Credits: Music by Andrew Lloyd Webber. Lyrics by Tim Rice.
Summary: A “rock opera” that depicts the last days of Jesus’s life, from his entry into Jerusalem on Palm Sunday leading up to his crucifixion on Good Friday, as told from the perspective of the apostle Judas Iscariot.
Jesus Christ Superstar had its start as a concept album, recorded in London in 1970. Although the album was hugely popular, the Broadway production which followed (in 1971) only ran for 711 performances. The show was better received in London, where it opened in 1972 and ran for eight years. A movie version came out in 1973, directed by Norman Jewison (who also directed the movie of Fiddler on the Roof). Since then, JSC has become a global phenomenon, performed in over 40 countries and grossing more than $190 million dollars!
Awards: Nominated for five Tony Awards in 1972, but it didn’t win any.
Why This Musical: Although Jesus Christ Superstar can seem dated today, in the 1970s, it was ground-breaking. Unlike most musicals of the time, it was sung-through, with no dialogue, and it mixed a rock score and modern lyrics with an age-old story. As one might expect, a musical based on the Passion of Jesus sparked quite a bit of controversy. Many Christians objected to Judas, who functions as the show’s narrator, because they thought he was portrayed too sympathetically. Others felt the musical was anti-Semitic, given that the villains of the piece included a group of Jewish priests. The Broadway production was such an overblown spectacle that it received scathing reviews; even Andrew Lloyd Webber, who composed the show, called it a “vulgar travesty.” However, the London version of the show, which was scaled down, was very popular and ran for years. JCS eventually went on to become a part of the musical theatre canon, sparking numerous revivals, touring shows, and arena-style productions.
The 1973 movie was critically well-received, although it also sparked protests from various religious groups. The framing device – a troupe of actors who arrive in Israel via bus – was unique, and it allowed for low-key costumes and a bare-bones set. The decision to shoot the movie on location, in the Israeli dessert, also gave it an authentic feel.
My Connection: In my post on Wicked, I mentioned “gateway musicals,”—a term for certain shows that spark a lifelong passion for musical theatre. For my nineteen-year-old daughter’s generation, that musical was Rent. For today’s younger theatre-goers, it might be Hamilton. But my gateway musical was Jesus Christ Superstar. Although I grew up listening to musicals (particularly the works of Rodgers & Hammerstein), and I often sang along with them, my 14-year-old reaction to JCS was more like an obsession. I listened to the record non-stop, put on mini “performances” of the entire soundtrack with my brother, and often lapsed into daydreams in which our community theatre decided to do the show and cast me in the role of Mary Magdalene. It didn’t hurt that all the kids in my high school theatre class were equally obsessed, and we frequently sang the songs and choreographed the dance numbers in class.
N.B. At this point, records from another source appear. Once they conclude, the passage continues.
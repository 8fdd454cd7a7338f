//! Shared configuration types.
//!
//! Both types are small, `Copy` and serializable. A caller can:
//!
//! - pick an orthogonalization variant per handle
//! - tune the degeneracy threshold and pseudo-inverse regularization
//! - load both from the environment (`.env`) without touching code

use std::fmt;
use std::str::FromStr;

use serde::{Deserialize, Serialize};

use crate::error::{QrError, Result};

/// Residual norm at or below which a column is treated as linearly dependent.
pub const DEFAULT_RANK_TOLERANCE: f64 = 1e-10;

/// Diagonal shift applied to R before inverting it for the pseudo-inverse.
pub const DEFAULT_REGULARIZATION: f64 = 1e-8;

/// Column block width used by Block Gram-Schmidt.
pub const DEFAULT_BLOCK_SIZE: usize = 4;

/// Orthogonalization algorithm used to compute Q and R.
#[derive(Debug, Clone, Copy, PartialEq, Eq, Hash, Default, Serialize, Deserialize)]
#[serde(rename_all = "lowercase")]
pub enum QrMethod {
    /// Classical Gram-Schmidt.
    #[default]
    Cgs,
    /// Modified Gram-Schmidt.
    Mgs,
    /// Iterative Gram-Schmidt (two projection passes).
    Igs,
    /// Block Gram-Schmidt.
    Bgs,
    /// Reordered Gram-Schmidt (columns sorted by decreasing norm).
    Rgs,
    /// Classical Gram-Schmidt with column pivoting.
    Cgsp,
    /// Householder reflections.
    Householder,
    /// Givens rotations.
    Givens,
}

impl QrMethod {
    pub const ALL: [QrMethod; 8] = [
        QrMethod::Cgs,
        QrMethod::Mgs,
        QrMethod::Igs,
        QrMethod::Bgs,
        QrMethod::Rgs,
        QrMethod::Cgsp,
        QrMethod::Householder,
        QrMethod::Givens,
    ];

    /// Human-readable label for reports.
    pub fn display_name(self) -> &'static str {
        match self {
            QrMethod::Cgs => "Classical Gram-Schmidt",
            QrMethod::Mgs => "Modified Gram-Schmidt",
            QrMethod::Igs => "Iterative Gram-Schmidt",
            QrMethod::Bgs => "Block Gram-Schmidt",
            QrMethod::Rgs => "Reordered Gram-Schmidt",
            QrMethod::Cgsp => "Pivoted Gram-Schmidt",
            QrMethod::Householder => "Householder",
            QrMethod::Givens => "Givens",
        }
    }

    /// Short identifier, also accepted by `FromStr`.
    pub fn as_str(self) -> &'static str {
        match self {
            QrMethod::Cgs => "cgs",
            QrMethod::Mgs => "mgs",
            QrMethod::Igs => "igs",
            QrMethod::Bgs => "bgs",
            QrMethod::Rgs => "rgs",
            QrMethod::Cgsp => "cgsp",
            QrMethod::Householder => "householder",
            QrMethod::Givens => "givens",
        }
    }

    /// Whether this variant reorders columns, i.e. factors `A·P` rather than `A`.
    pub fn is_pivoted(self) -> bool {
        matches!(self, QrMethod::Rgs | QrMethod::Cgsp)
    }
}

impl fmt::Display for QrMethod {
    fn fmt(&self, f: &mut fmt::Formatter<'_>) -> fmt::Result {
        f.write_str(self.as_str())
    }
}

impl FromStr for QrMethod {
    type Err = QrError;

    fn from_str(s: &str) -> Result<Self> {
        let key = s.trim().to_ascii_lowercase();
        QrMethod::ALL
            .into_iter()
            .find(|m| m.as_str() == key)
            .ok_or_else(|| {
                QrError::config(format!(
                    "Unknown QR method '{s}' (expected one of: cgs, mgs, igs, bgs, rgs, cgsp, \
                     householder, givens)."
                ))
            })
    }
}

/// Per-handle factorization settings.
#[derive(Debug, Clone, Copy, PartialEq, Serialize, Deserialize)]
pub struct QrConfig {
    /// Variant used by `Qr::factorize`.
    pub method: QrMethod,
    /// Absolute norm threshold for declaring a column degenerate.
    pub rank_tolerance: f64,
    /// Diagonal shift used by the pseudo-inverse.
    ///
    /// The resulting inverse is biased by roughly this amount relative to the
    /// exact Moore-Penrose inverse.
    pub regularization: f64,
    /// Number of columns per block for Block Gram-Schmidt.
    pub block_size: usize,
}

impl Default for QrConfig {
    fn default() -> Self {
        Self {
            method: QrMethod::default(),
            rank_tolerance: DEFAULT_RANK_TOLERANCE,
            regularization: DEFAULT_REGULARIZATION,
            block_size: DEFAULT_BLOCK_SIZE,
        }
    }
}

impl QrConfig {
    pub fn with_method(method: QrMethod) -> Self {
        Self {
            method,
            ..Self::default()
        }
    }

    /// Check that tolerances are finite and positive and the block size is usable.
    pub fn validate(&self) -> Result<()> {
        if !(self.rank_tolerance.is_finite() && self.rank_tolerance > 0.0) {
            return Err(QrError::config(format!(
                "rank tolerance must be finite and > 0, got {}",
                self.rank_tolerance
            )));
        }
        if !(self.regularization.is_finite() && self.regularization > 0.0) {
            return Err(QrError::config(format!(
                "regularization must be finite and > 0, got {}",
                self.regularization
            )));
        }
        if self.block_size == 0 {
            return Err(QrError::config("block size must be >= 1"));
        }
        Ok(())
    }

    /// Build a configuration from the process environment (and `.env`, if present).
    ///
    /// Recognised variables, all optional:
    /// - `QR_METHOD` (`cgs`, `mgs`, ...)
    /// - `QR_RANK_TOL`
    /// - `QR_PINV_REG`
    /// - `QR_BLOCK_SIZE`
    pub fn from_env() -> Result<Self> {
        dotenvy::dotenv().ok();
        Self::from_lookup(|key| std::env::var(key).ok())
    }

    /// Same as `from_env`, reading values through `lookup`.
    pub fn from_lookup<F>(lookup: F) -> Result<Self>
    where
        F: Fn(&str) -> Option<String>,
    {
        let mut config = Self::default();
        if let Some(v) = lookup("QR_METHOD") {
            config.method = v.parse()?;
        }
        if let Some(v) = lookup("QR_RANK_TOL") {
            config.rank_tolerance = parse_value("QR_RANK_TOL", &v)?;
        }
        if let Some(v) = lookup("QR_PINV_REG") {
            config.regularization = parse_value("QR_PINV_REG", &v)?;
        }
        if let Some(v) = lookup("QR_BLOCK_SIZE") {
            config.block_size = parse_value("QR_BLOCK_SIZE", &v)?;
        }
        config.validate()?;
        Ok(config)
    }
}

fn parse_value<T: FromStr>(key: &str, raw: &str) -> Result<T>
where
    T::Err: fmt::Display,
{
    raw.trim()
        .parse()
        .map_err(|e| QrError::config(format!("Invalid {key}='{raw}': {e}")))
}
When the revival movie house in my town offered a double bill of Godspell and Jesus Christ Superstar during Easter break, I was beside myself with excitement. Despite the great score and cool NYC setting, Godspell was a little too weird for me, but I loved JCS. I was a little disappointed at the casting of Jesus; to me, Ted Neeley seemed whiny compared to Ian Gillian, who sang the role on the London concept album. I thought the rest of the casting was marvelous, though. Carl Anderson was powerful and sympathetic as Judas, and Josh Mostel was a perfect, over-the-top King Herod.
Over the years, my passion for JCS has faded somewhat, although I usually try to watch the movie once a year, right before Easter. I had a chance to see a community theatre version of the show in 1996, and it was decent, but by no means memorable. If I’d had the chance, I would have loved to have seen the 2012 Broadway revival, just to see JCS reinterpreted for a 21st century audience.
Where to See It: The movie version is available on DVD (I found it listed at Wal-Mart and Target) and Google Play has it available for streaming. The show is performed a lot by professional and amateur theatre groups, so it’s not hard to find a local production.
“Heaven on Their Minds”
“I Don’t Know How to Love Him”
“King Herod’s Song”
Final Thoughts: Even though Jesus Christ Superstar doesn’t have the same impact now as it did in the 1970s and 80s, it’s a great example of musical theatre from that era. Definitely give the soundtrack a listen or catch the movie if you have the chance.